> Exercise requirements:
Could each entry be returned exactly as it appears?
___ Study material ___
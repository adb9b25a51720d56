use std::fs;
use std::path::{Path, PathBuf};
use itertools::Itertools;
use regex::Regex;
use tracing::info;
use crate::error::*;
use crate::grid::Grid;
use crate::rule::GAME_OF_LIFE;

/// Read a Life pattern from a RLE string.
///
/// The header's `x` and `y` become the grid dimensions, so a pattern written
/// by [`write`] comes back with the same torus size.
///
/// RLE format: <https://www.conwaylife.com/wiki/Run_Length_Encoded>.
pub fn read(src: impl AsRef<str>) -> Result<Grid> {
  let header_re = Regex::new(
    r"^x\s*=\s*(\d+)\s*,\s*y\s*=\s*(\d+)\s*(?:,\s*rule\s*=\s*(\S+)\s*)?$"
  ).unwrap();

  let mut lines = src.as_ref()
    .lines()
    .enumerate()
    .map(|(i, line)| (i + 1, line.trim()))
    .filter(|(_, line)| !line.is_empty() && !line.starts_with('#'));

  let (header_line, header) = lines.next()
    .ok_or_else(|| Error::rle(1, "missing header line"))?;
  let caps = header_re.captures(header)
    .ok_or_else(|| Error::rle(header_line, format!("invalid header {:?}", header)))?;

  let parse_dim = |i: usize| -> Result<usize> {
    caps[i].parse().map_err(|_| Error::rle(header_line, "dimension out of range"))
  };
  let width = parse_dim(1)?;
  let height = parse_dim(2)?;
  if let Some(rule) = caps.get(3) {
    check_rule(rule.as_str())?;
  }

  let mut grid = Grid::new(width, height)?;
  let mut x = 0;
  let mut y = 0;
  let mut last_line = header_line;

  for (line_no, line) in lines {
    last_line = line_no;
    let mut num: Option<usize> = None;

    for c in line.chars() {
      if c.is_whitespace() {
        continue;
      }

      if let Some(d) = c.to_digit(10) {
        num = num.unwrap_or(0)
          .checked_mul(10)
          .and_then(|n| n.checked_add(d as usize));
        if num.is_none() {
          return Err(Error::rle(line_no, "run count out of range"));
        }
        continue;
      }

      let count = num.take().unwrap_or(1);
      let advance = |pos: usize| pos.checked_add(count)
        .ok_or_else(|| Error::rle(line_no, "run count out of range"));
      match c {
        'b' => {
          x = advance(x)?;
          if x > width {
            return Err(Error::rle(line_no, format!("row {} is wider than {}", y, width)));
          }
        }
        'o' => {
          let end = advance(x)?;
          if y >= height || end > width {
            return Err(Error::rle(line_no,
              format!("live cells at ({}, {}) fall outside {}x{}", x, y, width, height)));
          }
          for i in x..end {
            grid.set(i, y, true);
          }
          x = end;
        }
        '$' => {
          x = 0;
          y = advance(y)?;
        }
        '!' => {
          return Ok(grid);
        }
        _ => {
          return Err(Error::rle(line_no, format!("invalid character {:?}", c)));
        }
      }
    }

    if num.is_some() {
      return Err(Error::rle(line_no, "run count at end of line"));
    }
  }

  Err(Error::rle(last_line, "unexpected end of input, missing '!'"))
}

fn check_rule(rule: &str) -> Result<()> {
  let rule = rule.to_ascii_uppercase();
  if rule == GAME_OF_LIFE.to_string() || rule == "23/3" {
    Ok(())
  } else {
    Err(Error::UnsupportedRule(rule))
  }
}

/// Write a Life pattern to a RLE string.
///
/// RLE format: <https://www.conwaylife.com/wiki/Run_Length_Encoded>.
pub fn write(grid: &Grid) -> String {
  let mut output = format!("x = {}, y = {}, rule = {}\n",
    grid.width(), grid.height(), GAME_OF_LIFE);

  let mut num_next_rows = 0;
  for y in 0..grid.height() {
    let groups = (0..grid.width())
      .map(|x| grid.get(x, y))
      .group_by(|&alive| alive);
    let mut runs = groups.into_iter()
      .map(|(alive, run)| (alive, run.count()))
      .collect_vec();
    if let Some(&(false, _)) = runs.last() {
      runs.pop();
    }

    if runs.is_empty() {
      num_next_rows += 1;
      continue;
    }

    if num_next_rows > 0 {
      RleUnit::NextRow.write(num_next_rows, &mut output);
    }
    for (alive, num) in runs {
      let unit = if alive { RleUnit::Alive } else { RleUnit::Dead };
      unit.write(num, &mut output);
    }
    num_next_rows = 1;
  }

  output.push('!');
  output.push('\n');
  output
}

pub fn load(path: impl AsRef<Path>) -> Result<Grid> {
  let src = fs::read_to_string(path)?;
  read(src)
}

pub fn save(path: impl AsRef<Path>, grid: &Grid) -> Result<()> {
  fs::write(path, write(grid))?;
  Ok(())
}

/// Saves `grid` into `dir` under a name made from the current time, and
/// returns the path written.
pub fn save_timestamped(dir: impl AsRef<Path>, grid: &Grid) -> Result<PathBuf> {
  let now = chrono::Utc::now();
  let name = format!("savedSeed-{}.{:06}.rle", now.timestamp(), now.timestamp_subsec_micros());
  let path = dir.as_ref().join(name);
  save(&path, grid)?;
  info!("saved seed to {}", path.display());
  Ok(path)
}

#[derive(Clone, Copy, PartialEq, Eq)]
enum RleUnit {
  Dead,
  Alive,
  NextRow,
}

impl RleUnit {
  fn write(&self, num: usize, s: &mut String) {
    let c = match self {
      Self::Dead => 'b',
      Self::Alive => 'o',
      Self::NextRow => '$',
    };

    let buf = if num == 1 {
      c.to_string()
    } else {
      format!("{}{}", num, c)
    };

    if s.len() - s.rfind('\n').map_or(0, |i| i + 1) + buf.len() > 70 {
      s.push('\n');
    }

    s.push_str(&buf);
  }
}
___
> Solution to the problem:
repository adb9b25a51720d56
use std::fs;
use std::path::{Path, PathBuf};
use itertools::Itertools;
use regex::Regex;
use tracing::info;
use crate::error::*;
use crate::grid::Grid;
use crate::rule::GAME_OF_LIFE;

/// Read a Life pattern from a RLE string.
///
/// The header's `x` and `y` become the grid dimensions, so a pattern written
/// by [`write`] comes back with the same torus size.
///
/// RLE format: <https://www.conwaylife.com/wiki/Run_Length_Encoded>.
pub fn read(src: impl AsRef<str>) -> Result<Grid> {
  let header_re = Regex::new(
    r"^x\s*=\s*(\d+)\s*,\s*y\s*=\s*(\d+)\s*(?:,\s*rule\s*=\s*(\S+)\s*)?$"
  ).unwrap();

  let mut lines = src.as_ref()
    .lines()
    .enumerate()
    .map(|(i, line)| (i + 1, line.trim()))
    .filter(|(_, line)| !line.is_empty() && !line.starts_with('#'));

  let (header_line, header) = lines.next()
    .ok_or_else(|| Error::rle(1, "missing header line"))?;
  let caps = header_re.captures(header)
    .ok_or_else(|| Error::rle(header_line, format!("invalid header {:?}", header)))?;

  let parse_dim = |i: usize| -> Result<usize> {
    caps[i].parse().map_err(|_| Error::rle(header_line, "dimension out of range"))
  };
  let width = parse_dim(1)?;
  let height = parse_dim(2)?;
  if let Some(rule) = caps.get(3) {
    check_rule(rule.as_str())?;
  }

  let mut grid = Grid::new(width, height)?;
  let mut x = 0;
  let mut y = 0;
  let mut last_line = header_line;

  for (line_no, line) in lines {
    last_line = line_no;
    let mut num: Option<usize> = None;

    for c in line.chars() {
      if c.is_whitespace() {
        continue;
      }

      if let Some(d) = c.to_digit(10) {
        num = num.unwrap_or(0)
          .checked_mul(10)
          .and_then(|n| n.checked_add(d as usize));
        if num.is_none() {
          return Err(Error::rle(line_no, "run count out of range"));
        }
        continue;
      }

      let count = num.take().unwrap_or(1);
      let advance = |pos: usize| pos.checked_add(count)
        .ok_or_else(|| Error::rle(line_no, "run count out of range"));
      match c {
        'b' => {
          x = advance(x)?;
          if x > width {
            return Err(Error::rle(line_no, format!("row {} is wider than {}", y, width)));
          }
        }
        'o' => {
          let end = advance(x)?;
          if y >= height || end > width {
            return Err(Error::rle(line_no,
              format!("live cells at ({}, {}) fall outside {}x{}", x, y, width, height)));
          }
          for i in x..end {
            grid.set(i, y, true);
          }
          x = end;
        }
        '$' => {
          x = 0;
          y = advance(y)?;
        }
        '!' => {
          return Ok(grid);
        }
        _ => {
          return Err(Error::rle(line_no, format!("invalid character {:?}", c)));
        }
      }
    }

    if num.is_some() {
      return Err(Error::rle(line_no, "run count at end of line"));
    }
  }

  Err(Error::rle(last_line, "unexpected end of input, missing '!'"))
}

fn check_rule(rule: &str) -> Result<()> {
  let rule = rule.to_ascii_uppercase();
  if rule == GAME_OF_LIFE.to_string() || rule == "23/3" {
    Ok(())
  } else {
    Err(Error::UnsupportedRule(rule))
  }
}

/// Write a Life pattern to a RLE string.
///
/// RLE format: <https://www.conwaylife.com/wiki/Run_Length_Encoded>.
pub fn write(grid: &Grid) -> String {
  let mut output = format!("x = {}, y = {}, rule = {}\n",
    grid.width(), grid.height(), GAME_OF_LIFE);

  let mut num_next_rows = 0;
  for y in 0..grid.height() {
    let groups = (0..grid.width())
      .map(|x| grid.get(x, y))
      .group_by(|&alive| alive);
    let mut runs = groups.into_iter()
      .map(|(alive, run)| (alive, run.count()))
      .collect_vec();
    if let Some(&(false, _)) = runs.last() {
      runs.pop();
    }

    if runs.is_empty() {
      num_next_rows += 1;
      continue;
    }

    if num_next_rows > 0 {
      RleUnit::NextRow.write(num_next_rows, &mut output);
    }
    for (alive, num) in runs {
      let unit = if alive { RleUnit::Alive } else { RleUnit::Dead };
      unit.write(num, &mut output);
    }
    num_next_rows = 1;
  }

  output.push('!');
  output.push('\n');
  output
}

pub fn load(path: impl AsRef<Path>) -> Result<Grid> {
  let src = fs::read_to_string(path)?;
  read(src)
}

pub fn save(path: impl AsRef<Path>, grid: &Grid) -> Result<()> {
  fs::write(path, write(grid))?;
  Ok(())
}

/// Saves `grid` into `dir` under a name made from the current time, and
/// returns the path written.
pub fn save_timestamped(dir: impl AsRef<Path>, grid: &Grid) -> Result<PathBuf> {
  let now = chrono::Utc::now();
  let name = format!("savedSeed-{}.{:06}.rle", now.timestamp(), now.timestamp_subsec_micros());
  let path = dir.as_ref().join(name);
  save(&path, grid)?;
  info!("saved seed to {}", path.display());
  Ok(path)
}

#[derive(Clone, Copy, PartialEq, Eq)]
enum RleUnit {
  Dead,
  Alive,
  NextRow,
}

impl RleUnit {
  fn write(&self, num: usize, s: &mut String) {
    let c = match self {
      Self::Dead => 'b',
      Self::Alive => 'o',
      Self::NextRow => '$',
    };

    let buf = if num == 1 {
      c.to_string()
    } else {
      format!("{}{}", num, c)
    };

    if s.len() - s.rfind('\n').map_or(0, |i| i + 1) + buf.len() > 70 {
      s.push('\n');
    }

    s.push_str(&buf);
  }
}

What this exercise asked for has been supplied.